Titan Corporation’s Advanced Products and Design Division works with aerospace defense primary contractors, who provide unmanned aerial vehicles (UAVs) to the DoD. Figure 1 shows a General Atomics™ Predator UAV, and Figure 2 shows a ground station used for UAV remote control.

In surveillance missions, MPEG-2 encoded video from a pan-tilt-zoom (PTZ) camera mounted on the UAV is transmitted to a ground station. There the imagery is presented on a console to the operators. For the most effective control of the camera and vehicle, we had to reduce delay through the MPEG-2 decoder to less than 75 ms.

To accomplish this task, we used our commercial off-the-shelf multimedia video processing board, the VigraWATCH™. VigraWATCH (VW) is equipped with a Xilinx® Virtex-II™ FPGA and an IBM™ PowerPC™ 440GP (PPC) processor. This provides more than enough processing power to easily implement a customized MPEG-2 I-frame decoder, which far surpasses the minimum latency requirement.
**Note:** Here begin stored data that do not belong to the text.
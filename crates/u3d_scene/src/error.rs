//! Scene building errors

use thiserror::Error;

use crate::config::VisualizationMode;

/// Resource categories addressable by name in a model store.
#[derive(Debug, Clone, Copy, PartialEq, Eq)]
pub enum ResourceKind {
    /// Scene graph node
    Node,
    /// Mesh, point-set, or line-set geometry
    Geometry,
    /// Light resource
    Light,
    /// Shader resource
    Shader,
    /// Material resource
    Material,
    /// Decoded texture image
    Texture,
}

impl std::fmt::Display for ResourceKind {
    fn fmt(&self, f: &mut std::fmt::Formatter<'_>) -> std::fmt::Result {
        let name = match self {
            Self::Node => "node",
            Self::Geometry => "geometry",
            Self::Light => "light",
            Self::Shader => "shader",
            Self::Material => "material",
            Self::Texture => "texture",
        };
        f.write_str(name)
    }
}

/// Geometry kinds, used for diagnostics.
#[derive(Debug, Clone, Copy, PartialEq, Eq)]
pub enum GeometryKind {
    /// Triangle mesh
    Mesh,
    /// Point set
    PointSet,
    /// Line set
    LineSet,
}

impl std::fmt::Display for GeometryKind {
    fn fmt(&self, f: &mut std::fmt::Formatter<'_>) -> std::fmt::Result {
        let name = match self {
            Self::Mesh => "mesh",
            Self::PointSet => "point set",
            Self::LineSet => "line set",
        };
        f.write_str(name)
    }
}

/// Scene building errors
///
/// Two classes: `MissingResource` is an external-data failure, degraded by the
/// builder to "the affected renderable unit is absent" with a logged
/// diagnostic. `UnsupportedMode` is a contract breach and aborts the build.
#[derive(Error, Debug, Clone, PartialEq, Eq)]
pub enum SceneError {
    /// A named resource was not present in the model store
    #[error("{kind} resource not found: {name:?}")]
    MissingResource {
        /// Category of the missing resource
        kind: ResourceKind,
        /// The unresolved name
        name: String,
    },

    /// The visualization mode has no defined encoding for this geometry kind
    #[error("visualization mode {mode:?} is not supported for {kind} geometry")]
    UnsupportedMode {
        /// The geometry kind being encoded
        kind: GeometryKind,
        /// The active visualization mode
        mode: VisualizationMode,
    },
}

impl SceneError {
    /// Shorthand for a [`SceneError::MissingResource`].
    pub fn missing(kind: ResourceKind, name: impl Into<String>) -> Self {
        Self::MissingResource {
            kind,
            name: name.into(),
        }
    }
}

#[cfg(test)]
mod tests {
    use super::*;

    #[test]
    fn test_error_display() {
        let err = SceneError::missing(ResourceKind::Shader, "chrome");
        assert_eq!(err.to_string(), "shader resource not found: \"chrome\"");

        let err = SceneError::UnsupportedMode {
            kind: GeometryKind::Mesh,
            mode: VisualizationMode::Illustration,
        };
        assert!(err.to_string().contains("mesh"));
        assert!(err.to_string().contains("Illustration"));
    }
}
With the overhead of circuit board development and a basic software framework in place, and by taking advantage of IP included in the Xilinx development toolset, we were able to get the job done in four months.

MPEG-2
MPEG-2 is a widely used video compression standard rich with diverse encoding methods. Its diversity includes three distinct techniques for coding individual video frames as either intra (I-frames), predicted (P-frames), or bi-directionally interpolated (B-frames). P-frames and B-frames introduce additional latency, both encoding and decoding. To cut latency to the absolute minimum, we used only I-frame encoding and decoding. Intra-frame encoding consists of a pipelined set of functions.

Basics
The three MPEG-2 coding methods are:

  • I-frame – Intra-frame encoding is based solely on information within a single frame. Furthermore, the I-frame encoding and decoding process may begin as soon as the first 16 lines of a frame are received.
  • P-frame – Predictive encoding uses a previous frame and encodes only the differences between that frame and the current frame to be encoded.
  • B-frame – Bidirectionally encoded frames use both a previous (I or P) frame and a future (I or P) frame, forming a “best match” interpolation between those two frames and the current frame and encoding the resulting differences.
B-Frames Impede Low Latency and P-Frames Don’t Help
Because B-frames use a future frame to encode the current frame, B-frame encoding and decoding impose a delay; the encoder (or decoder) must wait for the future frame to arrive before coding the current frame. Thus, B-frames must be tossed in the quest for minimum latency. \

The P-frame’s principal contribution to MPEG-2 is in improving compression ratios, as they are smaller than I-frames. A greater compression ratio means reduced transmission bandwidth. However, because low latency is the primary concern, the bandwidth needs to be enough to accommodate I-frames without buffering delays. We also had another latency issue – development time. Thus, we developed an Iframe- only decoder.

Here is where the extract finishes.